From fd521039666529a4674b9822f1cc873672f57ee6 Mon Sep 17 00:00:00 2001
From: "Chen, Gong" <gong.chen@linux.intel.com>
Date: Fri, 6 Dec 2013 01:17:09 -0500
Subject: [PATCH 04/10] EDAC, sb_edac: Modify H/W event reporting policy

Newer Intel platforms support more than one method to report H/W event.
On this kind of platform, H/W event report can adopt new method and
traditional EDAC method should be disabled. Moreover, if EDAC event
report method is set to *force*, it means event must be reported via
EDAC interface. IOW, it overrides the default event report policy.

Signed-off-by: Chen, Gong <gong.chen@linux.intel.com>
Acked-by: Tony Luck <tony.luck@intel.com>
Link: http://lkml.kernel.org/r/1386310630-12529-3-git-send-email-gong.chen@linux.intel.com
[ Boris: massage commit and error messages ]
Signed-off-by: Borislav Petkov <bp@suse.de>
---
 drivers/edac/sb_edac.c | 6 +++++-
 1 file changed, 5 insertions(+), 1 deletion(-)

diff --git a/drivers/edac/sb_edac.c b/drivers/edac/sb_edac.c
index 8472405c5586..e2e2cb365764 100644
--- a/drivers/edac/sb_edac.c
+++ b/drivers/edac/sb_edac.c
@@ -1829,6 +1829,9 @@ static int sbridge_mce_check_error(struct notifier_block *nb, unsigned long val,
 	struct mem_ctl_info *mci;
 	struct sbridge_pvt *pvt;
 
+	if (get_edac_report_status() == EDAC_REPORTING_DISABLED)
+		return NOTIFY_DONE;
+
 	mci = get_mci_for_node_id(mce->socketid);
 	if (!mci)
 		return NOTIFY_BAD;
@@ -2142,9 +2145,10 @@ static int __init sbridge_init(void)
 	opstate_init();
 
 	pci_rc = pci_register_driver(&sbridge_driver);
-
 	if (pci_rc >= 0) {
 		mce_register_decode_chain(&sbridge_mce_dec);
+		if (get_edac_report_status() == EDAC_REPORTING_DISABLED)
+			sbridge_printk(KERN_WARNING, "Loading driver, error reporting disabled.\n");
 		return 0;
 	}
 

From 42139eb356e3384759ca143ae04d82376346eb4c Mon Sep 17 00:00:00 2001
From: "Chen, Gong" <gong.chen@linux.intel.com>
Date: Fri, 6 Dec 2013 01:17:10 -0500
Subject: [PATCH 05/10] ACPI, eMCA: Combine eMCA/EDAC event reporting priority

eMCA has higher H/W event reporting priority. Once it is
loaded, EDAC event reporting should be disabled, unless EDAC
overrides eMCA priority via command line parameter "edac_report=force".

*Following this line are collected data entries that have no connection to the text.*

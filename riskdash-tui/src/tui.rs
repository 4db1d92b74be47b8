use crate::{
    form::{FormAction, SubmissionForm},
    present::ServiceHealth,
    view::{self, ViewSnap},
};
use anyhow::Result;
use async_trait::async_trait;
use crossterm::{
    cursor::Show,
    event::{Event as CtEvent, KeyCode, KeyEvent, KeyEventKind, KeyModifiers},
    execute,
    terminal::{EnterAlternateScreen, LeaveAlternateScreen, disable_raw_mode, enable_raw_mode},
};
use ratatui::{
    Terminal,
    backend::{Backend, CrosstermBackend},
};
use riskdash_actors::{
    VerifierActor, VerifierMsg,
    actor::{Actor, Addr, Context},
    system::ShutdownHandle,
};
use riskdash_verify::{
    HealthStatus, RiskAssessmentResult, Ticket, VerificationController, VerifyError,
};
use std::{
    io::{self, Stdout},
    time::{Duration, Instant},
};
use tokio::sync::oneshot;

const BRAILLE_FRAMES: &[&str] = &["⠋", "⠙", "⠹", "⠸", "⠼", "⠴", "⠦", "⠧", "⠇", "⠏"];

pub enum TuiMsg {
    InputEvent(CtEvent),
    Tick,
    /// Same as pressing Enter.
    Submit,
    VerifyDone {
        ticket: Ticket,
        outcome: Result<RiskAssessmentResult, VerifyError>,
    },
    ProbeHealth,
    HealthDone(Result<HealthStatus, VerifyError>),
    OpError(String),
    Shutdown,
}

/// Leave raw mode and the alternate screen. Safe to call more than once.
pub fn restore_terminal() {
    disable_raw_mode().ok();
    let _ = execute!(io::stdout(), LeaveAlternateScreen, Show);
}

/// Owns the screen, the form and the workflow. Every state change happens
/// inside `handle`, one message at a time.
pub struct TuiActor<B: Backend = CrosstermBackend<Stdout>> {
    verifier: Addr<VerifierActor>,

    // terminal
    term: Terminal<B>,
    owns_screen: bool,
    tick_rate: Duration,
    last_tick: Instant,

    // ui state
    form: SubmissionForm,
    controller: VerificationController,
    health: ServiceHealth,
    dirty: bool,
    spin_idx: usize,

    shutdown: ShutdownHandle,
}

impl TuiActor<CrosstermBackend<Stdout>> {
    /// Take over stdout: raw mode plus the alternate screen.
    pub fn new(verifier: Addr<VerifierActor>, shutdown: ShutdownHandle) -> Result<Self> {
        let mut stdout = io::stdout();
        enable_raw_mode()?;
        if let Err(e) = execute!(stdout, EnterAlternateScreen) {
            restore_terminal();
            return Err(e.into());
        }
        let term = match Terminal::new(CrosstermBackend::new(stdout)) {
            Ok(mut term) => {
                term.clear()?;
                term
            }
            Err(e) => {
                restore_terminal();
                return Err(e.into());
            }
        };

        let mut actor = Self::with_terminal(term, verifier, shutdown);
        actor.owns_screen = true;
        Ok(actor)
    }
}

impl<B: Backend + Send + 'static> TuiActor<B> {
    /// Drive an existing terminal. The caller keeps responsibility for its modes.
    pub fn with_terminal(
        term: Terminal<B>,
        verifier: Addr<VerifierActor>,
        shutdown: ShutdownHandle,
    ) -> Self {
        Self {
            verifier,
            term,
            owns_screen: false,
            tick_rate: Duration::from_millis(80),
            last_tick: Instant::now(),
            form: SubmissionForm::new(),
            controller: VerificationController::new(),
            health: ServiceHealth::Unknown,
            dirty: true,
            spin_idx: 0,
            shutdown,
        }
    }

    pub fn with_tick_rate(mut self, tick_rate: Duration) -> Self {
        self.tick_rate = tick_rate;
        self
    }

    fn busy(&self) -> bool {
        self.controller.state().is_submitting() || self.health == ServiceHealth::Checking
    }

    fn spinner(&self) -> &'static str {
        if self.busy() {
            BRAILLE_FRAMES[self.spin_idx % BRAILLE_FRAMES.len()]
        } else {
            " "
        }
    }

    fn step_spinner(&mut self) {
        if self.busy() {
            self.spin_idx = (self.spin_idx + 1) % BRAILLE_FRAMES.len();
            self.dirty = true;
        }
    }

    fn draw(&mut self) -> Result<()> {
        let spinner = self.spinner();
        let snap = ViewSnap {
            form: &self.form,
            state: self.controller.state(),
            health: &self.health,
            spinner,
        };
        view::draw(&mut self.term, &snap)
    }

    /// Keys act immediately; nothing is re-queued onto our own mailbox,
    /// which the input thread may be holding full.
    fn handle_key(&mut self, key: KeyEvent, ctx: &mut Context<Self>) {
        if key.kind != KeyEventKind::Press {
            return;
        }
        if key.modifiers.contains(KeyModifiers::CONTROL)
            && matches!(key.code, KeyCode::Char('c') | KeyCode::Char('q'))
        {
            self.quit(ctx);
            return;
        }
        if key.code == KeyCode::F(5) {
            self.probe_health(ctx.addr());
            return;
        }
        match self.form.handle_key(key) {
            FormAction::Submit => self.submit(ctx.addr()),
            FormAction::Changed => self.dirty = true,
            FormAction::Ignored => {}
        }
    }

    fn quit(&mut self, ctx: &mut Context<Self>) {
        self.release_screen();
        self.shutdown.signal();
        ctx.stop();
    }

    fn submit(&mut self, me: Addr<TuiActor<B>>) {
        // The button is disabled while a call is in flight.
        if self.controller.state().is_submitting() {
            tracing::debug!("tui.submit.ignored_in_flight");
            return;
        }

        let payload = match self.form.to_submission() {
            Ok(payload) => payload,
            Err(err) => {
                tracing::debug!(error = %err, "tui.submit.invalid_form");
                self.form.reject(&err);
                self.dirty = true;
                return;
            }
        };

        let pending = match self.controller.begin(payload) {
            Ok(pending) => pending,
            Err(_) => return,
        };
        self.dirty = true;

        let verifier = self.verifier.clone();
        let ticket = pending.ticket;
        let payload = pending.payload;
        tokio::spawn(async move {
            let (tx, rx) = oneshot::channel();
            let outcome = if verifier
                .send(VerifierMsg::Verify { payload, reply: tx })
                .await
                .is_err()
            {
                Err(VerifyError::Transport("verifier is not running".into()))
            } else {
                rx.await.unwrap_or_else(|_| {
                    Err(VerifyError::Transport(
                        "verification ended without a response".into(),
                    ))
                })
            };
            let _ = me.send(TuiMsg::VerifyDone { ticket, outcome }).await;
        });
    }

    fn probe_health(&mut self, me: Addr<TuiActor<B>>) {
        if self.health == ServiceHealth::Checking {
            return;
        }
        self.health = ServiceHealth::Checking;
        self.dirty = true;

        let verifier = self.verifier.clone();
        tokio::spawn(async move {
            let (tx, rx) = oneshot::channel();
            let probe = if verifier.send(VerifierMsg::Health { reply: tx }).await.is_err() {
                Err(VerifyError::Transport("verifier is not running".into()))
            } else {
                rx.await.unwrap_or_else(|_| {
                    Err(VerifyError::Transport("health probe was dropped".into()))
                })
            };
            let _ = me.send(TuiMsg::HealthDone(probe)).await;
        });
    }

    fn release_screen(&mut self) {
        if self.owns_screen {
            restore_terminal();
            self.owns_screen = false;
        }
    }
}

impl<B: Backend> Drop for TuiActor<B> {
    fn drop(&mut self) {
        if self.owns_screen {
            restore_terminal();
        }
    }
}

#[async_trait]
impl<B: Backend + Send + 'static> Actor for TuiActor<B> {
    type Msg = TuiMsg;

    async fn handle(&mut self, msg: Self::Msg, ctx: &mut Context<Self>) -> Result<()> {
        match msg {
            TuiMsg::InputEvent(CtEvent::Key(key)) => self.handle_key(key, ctx),
            TuiMsg::InputEvent(CtEvent::Resize(_, _)) => self.dirty = true,
            TuiMsg::InputEvent(_) => {}
            TuiMsg::Submit => self.submit(ctx.addr()),
            TuiMsg::VerifyDone { ticket, outcome } => {
                if self.controller.settle(ticket, outcome) {
                    self.dirty = true;
                }
            }
            TuiMsg::ProbeHealth => self.probe_health(ctx.addr()),
            TuiMsg::HealthDone(probe) => {
                match &probe {
                    Ok(status) => tracing::info!(
                        status = %status.status,
                        model_loaded = status.model_loaded,
                        "service.health"
                    ),
                    Err(err) => tracing::warn!(error = %err, "service.health.unreachable"),
                }
                self.health = ServiceHealth::from_probe(probe);
                self.dirty = true;
            }
            TuiMsg::OpError(e) => {
                tracing::warn!(error = %e, "tui.op_error");
            }
            TuiMsg::Tick => {
                self.step_spinner();
                if self.dirty || self.last_tick.elapsed() >= self.tick_rate {
                    self.draw()?;
                    self.last_tick = Instant::now();
                    self.dirty = false;
                }
            }
            TuiMsg::Shutdown => self.quit(ctx),
        }

        Ok(())
    }
}

#[cfg(test)]
mod tests {
    use super::*;
    use ratatui::backend::TestBackend;
    use riskdash_actors::actor::{ActorHandle, spawn_actor};
    use riskdash_actors::system::ActorSystem;
    use riskdash_verify::{TransactionSubmission, Verifier};
    use std::sync::{
        Arc, Mutex,
        atomic::{AtomicUsize, Ordering},
    };
    use tokio::sync::Semaphore;

    /// Holds every call until the test hands out a permit.
    struct Gated {
        calls: AtomicUsize,
        seen: Mutex<Vec<TransactionSubmission>>,
        gate: Semaphore,
    }

    impl Gated {
        fn new() -> Arc<Self> {
            Arc::new(Self {
                calls: AtomicUsize::new(0),
                seen: Mutex::new(Vec::new()),
                gate: Semaphore::new(0),
            })
        }
    }

    #[async_trait]
    impl Verifier for Gated {
        async fn verify(
            &self,
            submission: &TransactionSubmission,
        ) -> Result<RiskAssessmentResult, VerifyError> {
            self.calls.fetch_add(1, Ordering::SeqCst);
            self.seen.lock().unwrap().push(submission.clone());
            self.gate.acquire().await.unwrap().forget();
            Err(VerifyError::Rejected {
                status: 404,
                message: "card not found".into(),
            })
        }

        async fn health(&self) -> Result<HealthStatus, VerifyError> {
            Ok(HealthStatus {
                status: "healthy".into(),
                model_loaded: true,
            })
        }
    }

    fn key(code: KeyCode) -> TuiMsg {
        TuiMsg::InputEvent(CtEvent::Key(KeyEvent::new(code, KeyModifiers::NONE)))
    }

    async fn type_str(tui: &Addr<TuiActor<TestBackend>>, s: &str) {
        for ch in s.chars() {
            assert!(tui.send(key(KeyCode::Char(ch))).await.is_ok());
        }
    }

    async fn wait_for_calls(verifier: &Gated, n: usize) {
        for _ in 0..200 {
            if verifier.calls.load(Ordering::SeqCst) >= n {
                return;
            }
            tokio::time::sleep(Duration::from_millis(10)).await;
        }
        panic!("expected {n} verify calls");
    }

    fn start(verifier: Arc<Gated>, sys: &ActorSystem) -> ActorHandle<TuiActor<TestBackend>> {
        start_with_mailbox(verifier, sys, 64)
    }

    fn start_with_mailbox(
        verifier: Arc<Gated>,
        sys: &ActorSystem,
        mailbox: usize,
    ) -> ActorHandle<TuiActor<TestBackend>> {
        let verifier_addr = spawn_actor(VerifierActor::new(verifier), 8).addr;
        let term = Terminal::new(TestBackend::new(120, 40)).unwrap();
        spawn_actor(
            TuiActor::with_terminal(term, verifier_addr, sys.shutdown_handle()),
            mailbox,
        )
    }

    async fn fill_required(tui: &Addr<TuiActor<TestBackend>>) {
        type_str(tui, "card_1").await;
        assert!(tui.send(key(KeyCode::Tab)).await.is_ok());
        type_str(tui, "merch_1").await;
        assert!(tui.send(key(KeyCode::Tab)).await.is_ok());
        type_str(tui, "12.5").await;
    }

    #[tokio::test]
    async fn enter_while_verifying_issues_no_second_request() {
        let sys = ActorSystem::new();
        let verifier = Gated::new();
        let tui = start(verifier.clone(), &sys);

        fill_required(&tui.addr).await;
        assert!(tui.addr.send(key(KeyCode::Enter)).await.is_ok());
        assert!(tui.addr.send(key(KeyCode::Enter)).await.is_ok());
        assert!(tui.addr.send(TuiMsg::Submit).await.is_ok());

        wait_for_calls(&verifier, 1).await;
        tokio::time::sleep(Duration::from_millis(50)).await;
        assert_eq!(verifier.calls.load(Ordering::SeqCst), 1);
        {
            let seen = verifier.seen.lock().unwrap();
            assert_eq!(seen[0].card_id(), "card_1");
            assert_eq!(seen[0].merchant_id(), "merch_1");
            assert_eq!(seen[0].amount(), 12.5);
            assert_eq!(seen[0].location_id(), None);
        }

        // Once the first call settles, the form can be resubmitted.
        verifier.gate.add_permits(1);
        for _ in 0..200 {
            assert!(tui.addr.send(TuiMsg::Submit).await.is_ok());
            if verifier.calls.load(Ordering::SeqCst) >= 2 {
                break;
            }
            tokio::time::sleep(Duration::from_millis(10)).await;
        }
        assert_eq!(verifier.calls.load(Ordering::SeqCst), 2);

        verifier.gate.add_permits(1);
        assert!(tui.addr.send(TuiMsg::Shutdown).await.is_ok());
        tui.task.await.unwrap().unwrap();
    }

    #[tokio::test]
    async fn enter_on_a_full_mailbox_still_submits() {
        let sys = ActorSystem::new();
        let verifier = Gated::new();
        let tui = start_with_mailbox(verifier.clone(), &sys, 2);

        fill_required(&tui.addr).await;
        assert!(tui.addr.send(key(KeyCode::Enter)).await.is_ok());
        assert!(tui.addr.send(key(KeyCode::Right)).await.is_ok());
        assert!(tui.addr.send(key(KeyCode::Right)).await.is_ok());

        wait_for_calls(&verifier, 1).await;
        assert_eq!(verifier.calls.load(Ordering::SeqCst), 1);

        verifier.gate.add_permits(1);
        let quit = KeyEvent::new(KeyCode::Char('c'), KeyModifiers::CONTROL);
        assert!(tui.addr.send(TuiMsg::InputEvent(CtEvent::Key(quit))).await.is_ok());
        tui.task.await.unwrap().unwrap();
    }

    #[tokio::test]
    async fn incomplete_form_sends_nothing() {
        let sys = ActorSystem::new();
        let verifier = Gated::new();
        let tui = start(verifier.clone(), &sys);

        type_str(&tui.addr, "card_1").await;
        assert!(tui.addr.send(key(KeyCode::Enter)).await.is_ok());
        assert!(tui.addr.send(TuiMsg::Tick).await.is_ok());
        tokio::time::sleep(Duration::from_millis(50)).await;
        assert_eq!(verifier.calls.load(Ordering::SeqCst), 0);

        assert!(tui.addr.send(TuiMsg::Shutdown).await.is_ok());
        tui.task.await.unwrap().unwrap();
    }

    #[tokio::test]
    async fn ctrl_q_signals_shutdown() {
        let sys = ActorSystem::new();
        let mut notified = sys.shutdown_notifier();
        let tui = start(Gated::new(), &sys);

        let quit = KeyEvent::new(KeyCode::Char('q'), KeyModifiers::CONTROL);
        assert!(tui.addr.send(TuiMsg::InputEvent(CtEvent::Key(quit))).await.is_ok());
        tui.task.await.unwrap().unwrap();
        assert!(notified.recv().await.is_ok());
    }
}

Signed-off-by: Chen, Gong <gong.chen@linux.intel.com>
Acked-by: Tony Luck <tony.luck@intel.com>
Link: http://lkml.kernel.org/r/1386310630-12529-4-git-send-email-gong.chen@linux.intel.com
[ Boris: massage printk message. ]
Signed-off-by: Borislav Petkov <bp@suse.de>
---
 drivers/acpi/acpi_extlog.c | 18 ++++++++++++++++--
 1 file changed, 16 insertions(+), 2 deletions(-)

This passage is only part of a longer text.